What is being asked:
Please filter the data down to the lines that include the word "UploadedImage" and copy them.
Dataset content below:
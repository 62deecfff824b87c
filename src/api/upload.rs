//! Image upload over multipart form data.
//!
//! The upload endpoint takes a single `image` part and replies with exactly
//! `{ "data": { "url": ... } }`. Older backend builds answered in several
//! shapes (top-level `url` or `imageUrl`, or a bare string); those are
//! treated as contract violations and rejected outright rather than sniffed.

use std::path::{Path, PathBuf};

use reqwest::multipart::{Form, Part};
use serde_json::Value;
use tracing::{info, warn};

use crate::client::error::ClientError;
use crate::client::ApiClient;

pub const UPLOAD_CONTRACT: &str = r#"{ "data": { "url": <string> } }"#;

/// A file that made it to the server.
#[derive(Debug, Clone)]
pub struct UploadedImage {
    pub path: PathBuf,
    pub url: String,
}

/// A file that did not.
#[derive(Debug, Clone)]
pub struct UploadFailure {
    pub path: PathBuf,
    pub message: String,
}

/// Outcome of a multi-file upload. Partial success is a valid outcome and
/// must be reported distinctly from total failure.
#[derive(Debug, Default)]
pub struct UploadReport {
    pub uploaded: Vec<UploadedImage>,
    pub failed: Vec<UploadFailure>,
}

impl UploadReport {
    pub fn is_total_failure(&self) -> bool {
        self.uploaded.is_empty() && !self.failed.is_empty()
    }

    pub fn is_partial(&self) -> bool {
        !self.uploaded.is_empty() && !self.failed.is_empty()
    }
}

/// Upload one image and return its public URL.
pub async fn upload_image(client: &ApiClient, path: &Path) -> Result<String, ClientError> {
    let mime = mime_guess::from_path(path).first_or_octet_stream();
    if mime.type_() != mime_guess::mime::IMAGE {
        return Err(ClientError::Payload(format!(
            "{} is not an image file",
            path.display()
        )));
    }

    let bytes = tokio::fs::read(path)
        .await
        .map_err(|e| ClientError::Payload(format!("failed to read {}: {e}", path.display())))?;
    let file_name = path
        .file_name()
        .map(|n| n.to_string_lossy().into_owned())
        .unwrap_or_else(|| "image".to_string());
    let mime_str = mime.essence_str().to_string();

    let value = client
        .post_multipart("/upload/single", || {
            let part = Part::bytes(bytes.clone())
                .file_name(file_name.clone())
                .mime_str(&mime_str)
                .map_err(|e| ClientError::Payload(e.to_string()))?;
            Ok(Form::new().part("image", part))
        })
        .await?;

    let url = parse_upload_url(&value)?;
    info!(path = %path.display(), url, "Image uploaded");
    Ok(url)
}

/// Upload several images, collecting per-file outcomes instead of aborting
/// on the first failure.
pub async fn upload_images(client: &ApiClient, paths: &[PathBuf]) -> UploadReport {
    let mut report = UploadReport::default();
    for path in paths {
        match upload_image(client, path).await {
            Ok(url) => report.uploaded.push(UploadedImage {
                path: path.clone(),
                url,
            }),
            Err(e) => {
                warn!(path = %path.display(), error = %e, "Upload failed");
                report.failed.push(UploadFailure {
                    path: path.clone(),
                    message: e.to_string(),
                });
            }
        }
    }
    report
}

/// Enforce the documented response contract; any deviation is a hard error.
fn parse_upload_url(value: &Value) -> Result<String, ClientError> {
    value
        .get("data")
        .and_then(|data| data.get("url"))
        .and_then(|url| url.as_str())
        .map(|url| url.to_string())
        .ok_or_else(|| {
            ClientError::Payload(format!(
                "upload response did not match the contract {UPLOAD_CONTRACT}"
            ))
        })
}

#[cfg(test)]
mod tests {
    use super::*;
    use serde_json::json;

    #[test]
    fn test_contract_shape_is_accepted() {
        let url = parse_upload_url(&json!({"data": {"url": "https://cdn/x.png"}})).unwrap();
        assert_eq!(url, "https://cdn/x.png");
    }

    #[test]
    fn test_legacy_shapes_are_rejected() {
        // Shapes the old dashboard used to sniff, now contract violations.
        let legacy = [
            json!({"url": "https://cdn/x.png"}),
            json!({"imageUrl": "https://cdn/x.png"}),
            json!({"data": {"imageUrl": "https://cdn/x.png"}}),
            json!("https://cdn/x.png"),
        ];
        for shape in legacy {
            assert!(parse_upload_url(&shape).is_err(), "accepted {shape}");
        }
    }
}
End of Dataset content.
Final answer:
pub struct UploadedImage {
    pub uploaded: Vec<UploadedImage>,
            Ok(url) => report.uploaded.push(UploadedImage {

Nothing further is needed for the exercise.